El bulo de los 600 muertos en un hospital de Gaza por un supuesto ataque israelí demostró que la única fuente fiable para los medios occidentales es la de los terroristas de Hamas. Ni una comprobación. Todos lo dieron por hecho, y por una razón: Israel es, de antemano, culpable. Así que mintieron. Y cuando Israel demostró que el ataque venía del lado islamista, matizaron: «Israel y Hamas se acusan mutuamente». La diferencia era que Israel lo demostraba con pruebas. RTVE lo entrecomilló: «pruebas». Es que para la izquierda antisemita, hoy prácticamente toda, Israel, por principio, miente. Y los que asesinan judíos, siempre, por principio, tienen razón. Si en vez de Biden, el que pidiera fondos para r Israel fuera Trump, la algarabía sería monumental. Si lo ha sido cuando Israel no había atacado y Biden no había pedido dinero, calcúlese si lo pide su satán particular. Nunca la dictadura mediática de la «Agenda del Bien» se ha mostrado tan al servicio del Mal.

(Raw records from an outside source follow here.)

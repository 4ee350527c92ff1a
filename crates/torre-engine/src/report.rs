//! Status snapshots and period reports.

use std::collections::HashMap;
use std::fmt::Write as _;
use std::path::PathBuf;

use chrono::NaiveDateTime;
use serde::Serialize;

use torre_core::{AuditIndex, AuditKind, QueueEntry, QueueKind, RunwayStatus, TorreError, WeatherSample};

use crate::config::Config;
use crate::registry::Registry;
use crate::store::QueueStore;

/// Queue positions shown per queue in the status view.
const NEXT_SHOWN: usize = 3;
/// Denial reasons listed in a period report.
const MAX_REPORTED_REASONS: usize = 10;

#[derive(Debug, Clone, Serialize)]
pub struct StatusSnapshot {
    pub generated_at: NaiveDateTime,
    pub runways: Vec<RunwaySummary>,
    pub departure: QueueSummary,
    pub arrival: QueueSummary,
    /// Weather sample in effect at the snapshot time.
    pub weather: Option<WeatherSample>,
    /// Raw text of advisories active at the snapshot time.
    pub active_advisories: Vec<String>,
}

#[derive(Debug, Clone, Serialize)]
pub struct RunwaySummary {
    pub runway_id: String,
    pub status: RunwayStatus,
    /// Raw text of the advisory closing this runway right now, if any.
    pub blocked_by: Option<String>,
}

#[derive(Debug, Clone, Serialize)]
pub struct QueueSummary {
    pub size: usize,
    /// The first few entries in release order.
    pub next: Vec<QueueEntry>,
}

/// Capture the operational picture at `now`. Reads state; mutates nothing.
pub fn status_snapshot(registry: &Registry, store: &QueueStore, now: NaiveDateTime) -> StatusSnapshot {
    let time = now.time();
    let runways = registry
        .runways
        .iter()
        .map(|r| RunwaySummary {
            runway_id: r.runway_id.clone(),
            status: r.status,
            blocked_by: registry
                .advisories
                .iter()
                .find(|a| a.blocks_runway(&r.runway_id, time))
                .map(|a| a.raw.clone()),
        })
        .collect();
    let summarize = |kind: QueueKind| QueueSummary {
        size: store.len(kind),
        next: store.entries(kind).iter().take(NEXT_SHOWN).cloned().collect(),
    };
    StatusSnapshot {
        generated_at: now,
        runways,
        departure: summarize(QueueKind::Departure),
        arrival: summarize(QueueKind::Arrival),
        weather: WeatherSample::in_effect_at(&registry.weather, time).cloned(),
        active_advisories: registry
            .advisories
            .iter()
            .filter(|a| a.is_active_at(time))
            .map(|a| a.raw.clone())
            .collect(),
    }
}

pub fn render_status(snapshot: &StatusSnapshot) -> String {
    let mut out = String::new();
    let _ = writeln!(out, "Status at {}", snapshot.generated_at.format("%Y-%m-%d %H:%M:%S"));
    let _ = writeln!(out);
    let _ = writeln!(out, "Runways:");
    if snapshot.runways.is_empty() {
        let _ = writeln!(out, "  none registered");
    }
    for runway in &snapshot.runways {
        let state = match runway.status {
            RunwayStatus::Open => "OPEN",
            RunwayStatus::Closed => "CLOSED",
        };
        match &runway.blocked_by {
            Some(advisory) => {
                let _ = writeln!(out, "  {}: {state} (blocked by advisory: {advisory})", runway.runway_id);
            }
            None => {
                let _ = writeln!(out, "  {}: {state}", runway.runway_id);
            }
        }
    }
    let _ = writeln!(out);
    render_queue(&mut out, "Departure queue", &snapshot.departure);
    render_queue(&mut out, "Arrival queue", &snapshot.arrival);
    let _ = writeln!(out, "Weather in effect:");
    match &snapshot.weather {
        Some(sample) => {
            let _ = writeln!(out, "  {}", sample.raw);
        }
        None => {
            let _ = writeln!(out, "  no reports");
        }
    }
    let _ = writeln!(out);
    let _ = writeln!(out, "Active advisories:");
    if snapshot.active_advisories.is_empty() {
        let _ = writeln!(out, "  none");
    }
    for advisory in &snapshot.active_advisories {
        let _ = writeln!(out, "  {advisory}");
    }
    out
}

fn render_queue(out: &mut String, label: &str, queue: &QueueSummary) {
    if queue.size == 0 {
        let _ = writeln!(out, "{label}: empty");
    } else {
        let _ = writeln!(out, "{label}: {} waiting", queue.size);
        for (i, entry) in queue.next.iter().enumerate() {
            let _ = writeln!(
                out,
                "  {}. {}  {}  prio {}  runway {}",
                i + 1,
                entry.flight_id,
                entry.scheduled_time.format("%H:%M"),
                entry.priority,
                entry.preferred_runway,
            );
        }
    }
    let _ = writeln!(out);
}

#[derive(Debug, Clone, Serialize)]
pub struct PeriodReport {
    pub generated_at: NaiveDateTime,
    pub authorized: usize,
    pub denied: usize,
    /// Denial reasons by frequency, most frequent first.
    pub top_reasons: Vec<ReasonCount>,
}

#[derive(Debug, Clone, PartialEq, Eq, Serialize)]
pub struct ReasonCount {
    pub reason: String,
    pub count: usize,
}

/// Tally the audit history into a period report.
pub fn period_report(index: &AuditIndex, generated_at: NaiveDateTime) -> PeriodReport {
    let mut authorized = 0usize;
    let mut denied = 0usize;
    let mut reasons: HashMap<String, usize> = HashMap::new();
    for event in index.events() {
        match event.kind {
            AuditKind::Authorized => authorized += 1,
            AuditKind::Denied => {
                denied += 1;
                *reasons.entry(event.reason.clone()).or_insert(0) += 1;
            }
        }
    }
    let mut top_reasons: Vec<ReasonCount> = reasons
        .into_iter()
        .map(|(reason, count)| ReasonCount { reason, count })
        .collect();
    top_reasons.sort_by(|a, b| b.count.cmp(&a.count).then_with(|| a.reason.cmp(&b.reason)));
    top_reasons.truncate(MAX_REPORTED_REASONS);
    PeriodReport {
        generated_at,
        authorized,
        denied,
        top_reasons,
    }
}

pub fn render_report(report: &PeriodReport) -> String {
    let mut out = String::new();
    let _ = writeln!(
        out,
        "Operations report - {}",
        report.generated_at.format("%Y-%m-%d %H:%M:%S")
    );
    let _ = writeln!(out);
    let _ = writeln!(out, "Authorized releases: {}", report.authorized);
    let _ = writeln!(out, "Denied releases: {}", report.denied);
    let _ = writeln!(out);
    let _ = writeln!(out, "Most frequent denial reasons:");
    if report.top_reasons.is_empty() {
        let _ = writeln!(out, "  none");
    }
    for reason in &report.top_reasons {
        let _ = writeln!(out, "  {}: {}", reason.reason, reason.count);
    }
    let _ = writeln!(out);
    let _ = writeln!(
        out,
        "Note: average queue wait is not computed; admissions are not\n\
         correlated with releases in the audit history."
    );
    out
}

/// Write the report under `relatorios/` as `operacao_<YYYYMMDD>.txt` and
/// return the path.
pub fn write_report(config: &Config, report: &PeriodReport) -> Result<PathBuf, TorreError> {
    let dir = config.report_dir();
    std::fs::create_dir_all(&dir)?;
    let path = dir.join(format!(
        "operacao_{}.txt",
        report.generated_at.format("%Y%m%d")
    ));
    std::fs::write(&path, render_report(report))?;
    Ok(path)
}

Sin rumbo ni liderazgo ante la amenaza islamista

Al margen de la pugna Biden-Trump, lo que está claro en Occidente, sobre todo en Europa, es la falta absoluta de liderazgo ante la amenaza islamista. Todas las empresas repiten los mantras progres canonizados por los medios. Y en la UE no hay un Estado que marque una dirección. Los medios, a los que obedecen los políticos, han pasado del «sálvese quien pueda» al «no sabemos qué nos está pasando». Y lo que está pasando es que la política de izquierdas, impuesta en los medios y la educación, la del multiculturalismo, el buenismo, el desprecio al propio país y sus tradiciones, y la financiación de todos los que nos odian, nos están convirtiendo en Estados doblemente fallidos, en narcoestados de aquella Eurabia que profetizó Oriana Fallaci. España es sólo el estrambote de ese soneto escalofriante, estúpido, suicida.